In 2014, Westside Gunn founded Griselda Records, through which Conway and Westside Gunn would self-release their own projects and the works of artists such as Benny the Butcher and Mach-Hommy. In 2015, Conway released his first two official mixtape projects through Griselda Records, The Devil's Reject and Reject 2. Conway and Westside Gunn also released two collaborative EPs through London-based record label Daupe!, the first of which was 2015's Hall & Nash, followed by 2016's Griselda Ghost. In April 2016, during Mobb Deep and Smif-N-Wessun's "Hell On Earth" tour, Conway was introduced to Prodigy of Mobb Deep, who would become one of his earliest notable collaborators and supporters.

On March 3, 2017, Griselda Records signed a deal with Eminem's Shady Records.

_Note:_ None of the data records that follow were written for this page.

//! # Measurement Field Decoders
//!
//! Fixed-layout decoders for the payload of the two Mercury read commands.
//! A payload is everything between the 5-byte echo header and the trailing
//! CRC of a validated response.
//!
//! | Command | Layout (BCD)                          | Scaling          |
//! |---------|---------------------------------------|------------------|
//! | 0x63    | U[2] I[2] P[3]                        | /10, /100, x1    |
//! | 0x27    | T1[4] T2[4]                           | /100, /100       |

use crate::constants::{
    MERCURY_CMD_READ_ENERGY, MERCURY_CMD_READ_INSTANT, MERCURY_ENERGY_PAYLOAD_LEN,
    MERCURY_INSTANT_PAYLOAD_LEN,
};
use crate::error::MercuryError;
use crate::payload::data_encoding::bcd_to_int;
use nom::{bytes::complete::take, sequence::tuple, IResult};
use serde::Serialize;

/// Instantaneous values from command 0x63.
#[derive(Debug, Clone, Copy, PartialEq, Serialize)]
pub struct InstantValues {
    /// Volts, one decimal place.
    pub voltage: f64,
    /// Amperes, two decimal places.
    pub current: f64,
    /// Active power, whole watts.
    pub power: u64,
}

/// Accumulated energy registers from command 0x27, in kWh.
#[derive(Debug, Clone, Copy, PartialEq, Serialize)]
pub struct EnergyTotals {
    pub tariff1: f64,
    pub tariff2: f64,
}

fn instant_fields(input: &[u8]) -> IResult<&[u8], (&[u8], &[u8], &[u8])> {
    tuple((take(2usize), take(2usize), take(3usize)))(input)
}

fn energy_fields(input: &[u8]) -> IResult<&[u8], (&[u8], &[u8])> {
    tuple((take(4usize), take(4usize)))(input)
}

/// Decodes the 0x63 payload into voltage, current and power.
///
/// Trailing bytes beyond the seven the layout needs are ignored.
pub fn decode_instant(payload: &[u8]) -> Result<InstantValues, MercuryError> {
    let (_, (u, i, p)) = instant_fields(payload).map_err(|_| MercuryError::MalformedPayload {
        command: MERCURY_CMD_READ_INSTANT,
        expected: MERCURY_INSTANT_PAYLOAD_LEN,
        actual: payload.len(),
    })?;

    Ok(InstantValues {
        voltage: bcd_to_int(u)? as f64 / 10.0,
        current: bcd_to_int(i)? as f64 / 100.0,
        power: bcd_to_int(p)?,
    })
}

/// Decodes the 0x27 payload into the two tariff energy totals.
pub fn decode_energy(payload: &[u8]) -> Result<EnergyTotals, MercuryError> {
    let (_, (t1, t2)) = energy_fields(payload).map_err(|_| MercuryError::MalformedPayload {
        command: MERCURY_CMD_READ_ENERGY,
        expected: MERCURY_ENERGY_PAYLOAD_LEN,
        actual: payload.len(),
    })?;

    Ok(EnergyTotals {
        tariff1: bcd_to_int(t1)? as f64 / 100.0,
        tariff2: bcd_to_int(t2)? as f64 / 100.0,
    })
}

#[cfg(test)]
mod tests {
    use super::*;

    #[test]
    fn test_decode_instant() {
        let values = decode_instant(&[0x02, 0x30, 0x01, 0x00, 0x00, 0x05, 0x00]).unwrap();
        assert_eq!(values.voltage, 23.0);
        assert_eq!(values.current, 1.00);
        assert_eq!(values.power, 500);
    }

    #[test]
    fn test_decode_energy() {
        let totals =
            decode_energy(&[0x00, 0x01, 0x23, 0x45, 0x00, 0x06, 0x78, 0x90]).unwrap();
        assert_eq!(totals.tariff1, 123.45);
        assert_eq!(totals.tariff2, 678.90);
    }

    #[test]
    fn test_short_payload_is_malformed() {
        match decode_instant(&[0x02, 0x30, 0x01]) {
            Err(MercuryError::MalformedPayload {
                command,
                expected,
                actual,
            }) => {
                assert_eq!(command, 0x63);
                assert_eq!(expected, 7);
                assert_eq!(actual, 3);
            }
            other => panic!("unexpected result: {other:?}"),
        }
        assert!(matches!(
            decode_energy(&[0u8; 7]),
            Err(MercuryError::MalformedPayload { command: 0x27, .. })
        ));
    }

    #[test]
    fn test_bad_nibble_propagates() {
        let err = decode_energy(&[0x00, 0x01, 0x2A, 0x45, 0, 0, 0, 0]).unwrap_err();
        assert!(matches!(err, MercuryError::InvalidBcd { byte: 0x2A, position: 2 }));
    }

    #[test]
    fn test_extra_bytes_ignored() {
        let values =
            decode_instant(&[0x22, 0x15, 0x00, 0x42, 0x00, 0x00, 0x91, 0xEE]).unwrap();
        assert_eq!(values.voltage, 221.5);
        assert_eq!(values.current, 0.42);
        assert_eq!(values.power, 91);
    }
}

On October 10, 2017, Conway contributed an a cappella rap verse to the 2017 BET Hip Hop Awards Shady cypher. The same year, Complex included Westside Gunn and Conway in their list of "15 Best Unofficial Rap Duos in the Game", as well as two of the "17 Artists to Watch in 2017".

Following Griselda's deal with Shady Records, Conway's first official release was G.O.A.T. on December 21, 2017, which included production from Griselda's in-house producer Daringer and The Alchemist, and featured Royce Da 5'9", Raekwon, Prodigy, Styles P and Lloyd Banks. Earlier in 2017, he released a collaborative mixtape with DJ Green Lantern titled More Steroids.

2019–present: Studio albums
On May 16, 2019, Conway, Benny The Butcher and Westside Gunn released their first single with DJ Premier titled "Headlines".

Conway released "Bang", at the time expected to be the first single from his album God Don't Make Mistakes, alongside Eminem on July 19, 2019. God Don't Make Mistakes had been intended to be Conway's debut studio album, and Westside Gunn had stated it was "90 percent complete" in 2018; however, Conway's first studio album would instead be the project From King to a God, which he released on September 11, 2020. During this period, Conway continued releasing mixtapes and collaborative albums as well.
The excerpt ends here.